For a man like him – a well-to-do merchant in Georgian Manchester – to have a woman in keeping would have been no surprise to anybody.  But we don't know
  • if they actually lived at any point in the same household together
  • what John Lomax's friends and relatives knew about Alice Hopkinson and the children
  • if Alice kept in touch with her family 
  • if she lived discreetly – a quiet Mrs Hopkinson with a husband who went away on frequent voyages – or if she was sometimes a hostess when John Lomax's friends came to dine
  • why he didn't marry her
The question of why he didn't marry Alice Hopkinson has fascinated their descendants for years.  We don't know whether Alice's children knew the reason.  If John Hopkinson knew, he never passed it on.

It seems unlikely that it was a question of class.  At his age and with his money, John Lomax could marry whomever he wished and he clearly thought that Alice would find a niche among the comfortably-off middle-classes when he provided for her in his Will.  

Was he already married?  John Lomax was quite a common name and the newspapers and parish registers of the time were sparse in their details, so I can't find out whether he was, or had ever been, married.  In 1827, when he made his Will, he mentioned only Alice and her children; there is no mention of any wife or other children.  And so if he, like William Makepeace Thackeray, had a wife confined to a lunatic asylum because of incurable mental illness, he had provided for her by a separate settlement.

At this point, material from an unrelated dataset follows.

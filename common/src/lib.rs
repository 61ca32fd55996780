pub mod config;
pub mod eta;
pub mod frame;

I don't believe it can have been because Alice was already married, perhaps to some absent scoundrel – if she had been, John Lomax's solicitor would have made provision in the Will to protect her money from her husband, who might otherwise reappear and claim it.  A married woman's property belonged to her husband, not to her.   

Perhaps he had simply always been a bachelor who preferred unofficial liaisons.

At any rate, the relationship between John and Alice endured.  It didn't come to an end with Alice accepting financial support for Ellen in 1817.  Perhaps she simply fell for him and felt that their relationship mattered more than the status of being a wife.  And she evidently trusted him.  She must, in fact, have trusted him to look after the children if anything happened to her – death in childbed, for example.  John Lomax acknowledged the children as his, he undertook to provide for their future and he kept Alice and the children in comfort.  And she always had the comfortable knowledge that her children would have a proper education and would begin life with money behind them.  She was the daughter of a stone mason and had worked as a servant, but her children would be members of the middle class.